Say, as a bare number, how many lines of the listing contain "Some".
Dataset content START
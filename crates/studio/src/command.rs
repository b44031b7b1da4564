//! JSON command protocol for scripted automation.
//!
//! Commands address the current view unless `view` is given.

use serde::{Deserialize, Serialize};
use shared::{DesignObject, ObjectPatch, ViewRegistry};

use crate::error::StudioError;
use crate::harness::StudioHarness;
use crate::interaction::KeyAction;
use crate::state::{object_display_name, object_kind_label};

/// A command a script can execute.
#[derive(Debug, Serialize, Deserialize)]
#[serde(tag = "command", rename_all = "snake_case")]
pub enum StudioCommand {
    /// Add an object; the response carries the final ID.
    AddObject {
        #[serde(default)]
        view: Option<String>,
        object: DesignObject,
    },
    /// Shallow-merge a patch into an object.
    UpdateObject {
        #[serde(default)]
        view: Option<String>,
        id: String,
        patch: ObjectPatch,
    },
    RemoveObject {
        #[serde(default)]
        view: Option<String>,
        id: String,
    },
    DuplicateObject {
        #[serde(default)]
        view: Option<String>,
        id: String,
    },
    MoveUp {
        #[serde(default)]
        view: Option<String>,
        id: String,
    },
    MoveDown {
        #[serde(default)]
        view: Option<String>,
        id: String,
    },
    /// Select an object. `force` skips the lock check.
    Select {
        id: String,
        #[serde(default)]
        force: bool,
    },
    /// Clear selection.
    Deselect,
    SwitchView {
        view: String,
    },
    SetBackground {
        #[serde(default)]
        view: Option<String>,
        color: String,
    },
    /// Snapshot the registry as an undo step.
    Checkpoint,
    /// Undo the last operation.
    Undo,
    /// Redo the last undone operation.
    Redo,
    /// Resolved keyboard input.
    Key {
        #[serde(flatten)]
        action: KeyAction,
    },
    /// Inspect the current view: list all objects.
    Inspect,
    /// Export the scene as JSON.
    ExportScene,
    /// Replace the scene; history and selection are dropped.
    LoadScene {
        scene: ViewRegistry,
    },
}

/// Response from executing a command.
#[derive(Debug, Serialize, Deserialize)]
pub struct CommandResponse {
    pub success: bool,
    #[serde(skip_serializing_if = "Option::is_none")]
    pub error: Option<String>,
    #[serde(skip_serializing_if = "Option::is_none")]
    pub data: Option<serde_json::Value>,
}

impl CommandResponse {
    fn ok() -> Self {
        Self {
            success: true,
            error: None,
            data: None,
        }
    }

    fn ok_with_data(data: serde_json::Value) -> Self {
        Self {
            success: true,
            error: None,
            data: Some(data),
        }
    }

    fn err(msg: impl Into<String>) -> Self {
        Self {
            success: false,
            error: Some(msg.into()),
            data: None,
        }
    }
}

/// Engine errors become failed responses, except empty history which is a notice.
fn from_result<T>(
    result: crate::error::Result<T>,
    data: impl FnOnce(T) -> serde_json::Value,
) -> CommandResponse {
    match result {
        Ok(value) => CommandResponse::ok_with_data(data(value)),
        Err(e) => CommandResponse::err(e.to_string()),
    }
}

fn history_step(result: crate::error::Result<()>, key: &str) -> CommandResponse {
    match result {
        Ok(()) => CommandResponse::ok_with_data(serde_json::json!({ key: true })),
        Err(e @ StudioError::HistoryEmpty(_)) => {
            CommandResponse::ok_with_data(serde_json::json!({ key: false, "notice": e.to_string() }))
        }
        Err(e) => CommandResponse::err(e.to_string()),
    }
}

/// Execute a single command on the harness.
pub fn execute_command(harness: &mut StudioHarness, cmd: StudioCommand) -> CommandResponse {
    match cmd {
        StudioCommand::AddObject { view, object } => {
            from_result(harness.add(view.as_deref(), object), |id| {
                serde_json::json!({ "id": id })
            })
        }

        StudioCommand::UpdateObject { view, id, patch } => {
            from_result(harness.update(view.as_deref(), &id, &patch), |updated| {
                serde_json::json!({ "updated": updated })
            })
        }

        StudioCommand::RemoveObject { view, id } => {
            from_result(harness.remove(view.as_deref(), &id), |removed| {
                serde_json::json!({ "removed": removed })
            })
        }

        StudioCommand::DuplicateObject { view, id } => {
            from_result(harness.duplicate(view.as_deref(), &id), |copy| {
                serde_json::json!({ "id": copy })
            })
        }

        StudioCommand::MoveUp { view, id } => {
            from_result(harness.move_up(view.as_deref(), &id), |moved| {
                serde_json::json!({ "moved": moved })
            })
        }

        StudioCommand::MoveDown { view, id } => {
            from_result(harness.move_down(view.as_deref(), &id), |moved| {
                serde_json::json!({ "moved": moved })
            })
        }

        StudioCommand::Select { id, force } => {
            let selected = if force {
                harness.select(&id);
                true
            } else {
                harness.click(&id)
            };
            CommandResponse::ok_with_data(serde_json::json!({ "selected": selected }))
        }

        StudioCommand::Deselect => {
            harness.clear_selection();
            CommandResponse::ok()
        }

        StudioCommand::SwitchView { view } => match harness.switch_view(&view) {
            Ok(()) => CommandResponse::ok_with_data(serde_json::json!({ "view": view })),
            Err(e) => CommandResponse::err(e.to_string()),
        },

        StudioCommand::SetBackground { view, color } => {
            from_result(harness.set_background(view.as_deref(), &color), |changed| {
                serde_json::json!({ "changed": changed })
            })
        }

        StudioCommand::Checkpoint => {
            harness.checkpoint();
            CommandResponse::ok_with_data(
                serde_json::json!({ "undo_depth": harness.state.scene.undo_depth() }),
            )
        }

        StudioCommand::Undo => history_step(harness.state.scene.undo(), "undone"),

        StudioCommand::Redo => history_step(harness.state.scene.redo(), "redone"),

        StudioCommand::Key { action } => match harness.key(action) {
            Ok(changed) => CommandResponse::ok_with_data(serde_json::json!({ "changed": changed })),
            Err(e) if e.is_informational() => CommandResponse::ok_with_data(
                serde_json::json!({ "changed": false, "notice": e.to_string() }),
            ),
            Err(e) => CommandResponse::err(e.to_string()),
        },

        StudioCommand::Inspect => {
            let objects: Vec<serde_json::Value> = harness
                .objects()
                .iter()
                .map(|obj| {
                    serde_json::json!({
                        "id": obj.id,
                        "name": object_display_name(obj),
                        "kind": object_kind_label(&obj.kind),
                        "visible": obj.visible,
                        "locked": obj.locked,
                    })
                })
                .collect();
            CommandResponse::ok_with_data(serde_json::json!({
                "view": harness.state.scene.current_view(),
                "object_count": objects.len(),
                "objects": objects,
                "selected": harness.selected(),
                "can_undo": harness.state.scene.can_undo(),
                "can_redo": harness.state.scene.can_redo(),
            }))
        }

        StudioCommand::ExportScene => {
            let json = harness.export_scene_json();
            CommandResponse::ok_with_data(serde_json::json!({ "scene_json": json }))
        }

        StudioCommand::LoadScene { scene } => {
            let count = scene.object_count();
            from_result(harness.load_scene(scene), |()| {
                serde_json::json!({ "object_count": count })
            })
        }
    }
}

/// Parse and execute a single JSON command string.
pub fn execute_json(harness: &mut StudioHarness, json: &str) -> Result<CommandResponse, String> {
    let cmd: StudioCommand =
        serde_json::from_str(json).map_err(|e| format!("Invalid command JSON: {e}"))?;
    Ok(execute_command(harness, cmd))
}

/// Parse and execute multiple JSON commands (array).
pub fn execute_json_batch(
    harness: &mut StudioHarness,
    json: &str,
) -> Result<Vec<CommandResponse>, String> {
    let cmds: Vec<StudioCommand> =
        serde_json::from_str(json).map_err(|e| format!("Invalid commands JSON: {e}"))?;
    Ok(cmds
        .into_iter()
        .map(|cmd| execute_command(harness, cmd))
        .collect())
}

#[cfg(test)]
mod tests {
    use super::*;
    use crate::interaction::NudgeDirection;

    #[test]
    fn test_command_serde_undo() {
        let json = r#"{"command": "undo"}"#;
        let cmd: StudioCommand = serde_json::from_str(json).unwrap();
        assert!(matches!(cmd, StudioCommand::Undo));
    }

    #[test]
    fn test_command_serde_add_object() {
        let json = r##"{"command": "add_object", "object": {"id": "t1", "x": 5, "y": 6, "type": "text", "text": "Hi", "font_size": 20, "font_family": "Arial", "fill": "#000"}}"##;
        let cmd: StudioCommand = serde_json::from_str(json).unwrap();
        match cmd {
            StudioCommand::AddObject { view, object } => {
                assert!(view.is_none());
                assert_eq!(object.id, "t1");
            }
            _ => panic!("Expected AddObject"),
        }
    }

    #[test]
    fn test_command_serde_key() {
        let json = r#"{"command": "key", "action": "nudge", "direction": "left", "coarse": true}"#;
        let cmd: StudioCommand = serde_json::from_str(json).unwrap();
        match cmd {
            StudioCommand::Key { action } => assert_eq!(
                action,
                KeyAction::Nudge {
                    direction: NudgeDirection::Left,
                    coarse: true
                }
            ),
            _ => panic!("Expected Key"),
        }
    }

    #[test]
    fn test_execute_add_object() {
        let mut h = StudioHarness::new();
        let json = r#"{"command": "add_object", "view": "back", "object": {"id": "img", "x": 0, "y": 0, "type": "image", "src": "a.png", "width": 10, "height": 10}}"#;
        let resp = execute_json(&mut h, json).unwrap();
        assert!(resp.success);
        assert_eq!(resp.data.unwrap()["id"], "img");
        assert_eq!(h.state.scene.objects("back").unwrap().len(), 1);
    }

    #[test]
    fn test_execute_unknown_view_fails() {
        let mut h = StudioHarness::new();
        let resp = execute_json(&mut h, r#"{"command": "remove_object", "view": "side", "id": "a"}"#)
            .unwrap();
        assert!(!resp.success);
        assert_eq!(resp.error.as_deref(), Some("view not found: side"));
    }

    #[test]
    fn test_execute_inspect() {
        let mut h = StudioHarness::new();
        h.add_image("a", 0.0, 0.0, 10.0, 10.0);
        h.add_text("b", "Hi", 0.0, 0.0);

        let resp = execute_json(&mut h, r#"{"command": "inspect"}"#).unwrap();
        assert!(resp.success);
        let data = resp.data.unwrap();
        assert_eq!(data["object_count"], 2);
        assert_eq!(data["objects"][1]["kind"], "Text");
        assert_eq!(data["view"], "front");
    }

    #[test]
    fn test_execute_undo_redo() {
        let mut h = StudioHarness::new();
        h.add_image("a", 0.0, 0.0, 10.0, 10.0);

        let resp = execute_json(&mut h, r#"{"command": "undo"}"#).unwrap();
        assert!(resp.success);
        assert_eq!(resp.data.unwrap()["undone"], true);
        assert_eq!(h.object_count(), 0);

        let resp = execute_json(&mut h, r#"{"command": "redo"}"#).unwrap();
        assert!(resp.success);
        assert_eq!(resp.data.unwrap()["redone"], true);
        assert_eq!(h.object_count(), 1);
    }

    #[test]
    fn test_execute_undo_empty_is_notice() {
        let mut h = StudioHarness::new();
        let resp = execute_json(&mut h, r#"{"command": "undo"}"#).unwrap();
        assert!(resp.success);
        let data = resp.data.unwrap();
        assert_eq!(data["undone"], false);
        assert_eq!(data["notice"], "nothing to undo");
    }

    #[test]
    fn test_execute_export_scene() {
        let mut h = StudioHarness::new();
        h.add_image("a", 0.0, 0.0, 10.0, 10.0);

        let resp = execute_json(&mut h, r#"{"command": "export_scene"}"#).unwrap();
        assert!(resp.success);
        let data = resp.data.unwrap();
        let scene_json = data["scene_json"].as_str().unwrap();
        assert!(scene_json.contains("views"));
    }

    #[test]
    fn test_execute_batch() {
        let mut h = StudioHarness::new();
        let json = r#"[
            {"command": "add_object", "object": {"id": "a", "x": 0, "y": 0, "type": "image", "src": "a.png", "width": 10, "height": 10}},
            {"command": "select", "id": "a"},
            {"command": "key", "action": "duplicate"},
            {"command": "inspect"}
        ]"#;
        let resps = execute_json_batch(&mut h, json).unwrap();
        assert_eq!(resps.len(), 4);
        assert!(resps.iter().all(|r| r.success));
        assert_eq!(h.object_count(), 2);
    }

    #[test]
    fn test_execute_load_scene_duplicate_ids_fails() {
        let mut h = StudioHarness::new();
        h.add_image("keep", 0.0, 0.0, 10.0, 10.0);
        let json = r#"{"command": "load_scene", "scene": {"views": [
            {"key": "front", "objects": [
                {"id": "a", "x": 0, "y": 0, "type": "image", "src": "a.png", "width": 10, "height": 10},
                {"id": "a", "x": 5, "y": 5, "type": "image", "src": "a.png", "width": 10, "height": 10}
            ]},
            {"key": "back", "objects": []}
        ]}}"#;
        let resp = execute_json(&mut h, json).unwrap();
        assert!(!resp.success);
        assert_eq!(
            resp.error.as_deref(),
            Some("invalid scene: duplicate object id a in front")
        );
        assert_eq!(h.ids(), vec!["keep"]);
    }

    #[test]
    fn test_execute_invalid_json() {
        let mut h = StudioHarness::new();
        let result = execute_json(&mut h, "not valid json");
        assert!(result.is_err());
    }
}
Dataset content END
Solution for this task: 4